The political crisis in Italy, one more, was the missing factor to finish destabilizing the European markets, already shaky in the current climate of runaway inflation, on the verge of a rate hike and with the slowdown -or a recession- looming on the horizon. The Ibex has fallen 1.8% today, to the edge of 7,800 points, which leaves the selective ever closer to the lows of February, just after the start of Russia's war in Ukraine.
With a negative background current, today everything has played against. From the outset, the European Commission has corrected the economic growth forecasts for 2023. The lack of confidence, here and in other latitudes, continues to cause the price of oil to fall, which has already reached 96 dollars a barrel of Brent . And, to top it off, Wall Street opened lower after disappointing news from JP Morgan, which opens the quarterly earnings season with a 30% drop.
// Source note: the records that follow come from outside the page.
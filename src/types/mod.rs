//! Core types for the dispatch engine.
//!
//! This module provides:
//! - Address and attachment values carried by a request
//! - Credentials with a redacted password
//! - The outcome handed to completion callbacks
//! - Pool status snapshots

use secrecy::{ExposeSecret, SecretString};
use std::any::Any;
use std::fmt;
use std::sync::Arc;

use crate::errors::{SmtpError, SmtpErrorKind};

/// Opaque caller data passed through a request to its callback unchanged.
pub type UserData = Arc<dyn Any + Send + Sync>;

/// Completion callback invoked exactly once per request.
pub type Callback = Box<dyn FnOnce(SendOutcome) + Send + 'static>;

/// Email address with optional display name.
///
/// Values are stored as given; they are checked only when the message is
/// composed, so setting them never fails.
#[derive(Debug, Clone, Default, PartialEq, Eq, Hash)]
pub struct Address {
    /// Display name (e.g., "John Doe"); empty when absent.
    pub name: String,
    /// Email address (e.g., "john@example.com").
    pub email: String,
}

impl Address {
    /// Creates a new address.
    pub fn new(name: impl Into<String>, email: impl Into<String>) -> Self {
        Self {
            name: name.into(),
            email: email.into(),
        }
    }

    /// Returns the display name if present.
    pub fn name(&self) -> Option<&str> {
        if self.name.is_empty() {
            None
        } else {
            Some(&self.name)
        }
    }

    /// Returns the domain of the email address.
    ///
    /// The domain is whatever follows the first `@`, cut at a closing `>` or
    /// whitespace.
    pub fn domain(&self) -> Option<&str> {
        let at = self.email.find('@')?;
        let rest = &self.email[at + 1..];
        let end = rest
            .find(|c: char| c == '>' || c.is_whitespace())
            .unwrap_or(rest.len());
        Some(&rest[..end])
    }

    /// Formats the address for email headers.
    pub fn to_header(&self) -> String {
        match self.name() {
            Some(name) => {
                // Quote name if it contains special characters
                if name.contains(|c: char| !c.is_alphanumeric() && c != ' ') {
                    format!("\"{}\" <{}>", name, self.email)
                } else {
                    format!("{} <{}>", name, self.email)
                }
            }
            None => self.email.clone(),
        }
    }

    /// Converts into a `lettre` mailbox, validating the email.
    pub fn to_mailbox(&self, kind: SmtpErrorKind) -> Result<lettre::message::Mailbox, SmtpError> {
        let email: lettre::Address = self.email.trim().parse().map_err(|e| {
            SmtpError::validation(kind, format!("Invalid address '{}': {}", self.email, e))
        })?;
        Ok(lettre::message::Mailbox::new(
            self.name().map(str::to_string),
            email,
        ))
    }
}

impl fmt::Display for Address {
    fn fmt(&self, f: &mut fmt::Formatter<'_>) -> fmt::Result {
        write!(f, "{}", self.to_header())
    }
}

/// File attachment supplied as raw bytes.
#[derive(Debug, Clone)]
pub struct Attachment {
    /// Filename.
    pub filename: String,
    /// MIME content type.
    pub content_type: String,
    /// Binary content.
    pub data: Vec<u8>,
}

impl Attachment {
    /// Creates a new attachment.
    pub fn new(
        filename: impl Into<String>,
        content_type: impl Into<String>,
        data: Vec<u8>,
    ) -> Self {
        Self {
            filename: filename.into(),
            content_type: content_type.into(),
            data,
        }
    }

    /// Creates an attachment with content type guessed from the filename.
    pub fn from_bytes(filename: impl Into<String>, data: Vec<u8>) -> Self {
        let filename = filename.into();
        let content_type = mime_guess::from_path(&filename)
            .first_or_octet_stream()
            .to_string();
        Self::new(filename, content_type, data)
    }
}

/// Username and password for a server.
#[derive(Clone)]
pub struct Credentials {
    username: String,
    password: SecretString,
}

impl Credentials {
    /// Creates plain credentials.
    pub fn new(username: impl Into<String>, password: impl Into<String>) -> Self {
        Self {
            username: username.into(),
            password: SecretString::new(password.into()),
        }
    }

    /// Returns the username.
    pub fn username(&self) -> &str {
        &self.username
    }

    /// Returns the password.
    pub fn password(&self) -> &str {
        self.password.expose_secret()
    }

    /// Returns true when no username is set; authentication is skipped.
    pub fn is_anonymous(&self) -> bool {
        self.username.is_empty()
    }
}

impl Default for Credentials {
    fn default() -> Self {
        Self::new("", "")
    }
}

impl fmt::Debug for Credentials {
    fn fmt(&self, f: &mut fmt::Formatter<'_>) -> fmt::Result {
        f.debug_struct("Credentials")
            .field("username", &self.username)
            .field("password", &"[REDACTED]")
            .finish()
    }
}

/// Final state of one request, handed to its callback.
#[derive(Clone)]
pub struct SendOutcome {
    /// Error description; empty on success.
    pub error: String,
    /// Error kind when the request failed.
    pub kind: Option<SmtpErrorKind>,
    /// Message-ID generated for the message, once composed.
    pub message_id: Option<String>,
    /// Caller data attached to the request.
    pub user_data: Option<UserData>,
}

impl SendOutcome {
    /// Returns true if the message was transmitted.
    pub fn is_success(&self) -> bool {
        self.error.is_empty()
    }

    /// Returns the user data downcast to `T`.
    pub fn user_data_as<T: Any + Send + Sync>(&self) -> Option<&T> {
        self.user_data.as_ref()?.downcast_ref::<T>()
    }
}

impl fmt::Debug for SendOutcome {
    fn fmt(&self, f: &mut fmt::Formatter<'_>) -> fmt::Result {
        f.debug_struct("SendOutcome")
            .field("error", &self.error)
            .field("kind", &self.kind)
            .field("message_id", &self.message_id)
            .field("user_data", &self.user_data.as_ref().map(|_| "<opaque>"))
            .finish()
    }
}

/// Connection pool status.
#[derive(Debug, Clone, Copy, Default, PartialEq, Eq)]
pub struct PoolStatus {
    /// Total entries in the pool.
    pub total: usize,
    /// Entries currently leased to a transmission.
    pub in_use: usize,
    /// Entries waiting for reuse.
    pub idle: usize,
}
The day has been dominated by red, with Aena (2.67%), IAG (1.52%), Cellnex (1.24%) and Siemens Gamesa (0.42%), the only companies that ended the session in positive. For its part, the biggest falls of the day were led by Acciona (-6.16%), Pharma Mar (-5.27%) and Grifols (-5.13%). As for the companies with the largest capitalization that make up the selective, Santander fell 4.46%, BBVA lost 3.11%, Iberdrola fell 1.76% and Inditex closed flat. For its part, the risk premium stood at around 116 points at the close of the stock market, worsening by about five points compared to the 111.20 at which it closed the previous session.
Italy, for its part, worries investors a lot, just when there is a week left for the anti-fragmentation plan prepared by the European Central Bank to be known. With Mario Draghi's government reeling, the Milan stock market has closed with a drop of 3.5% and the risk premium at 220 points.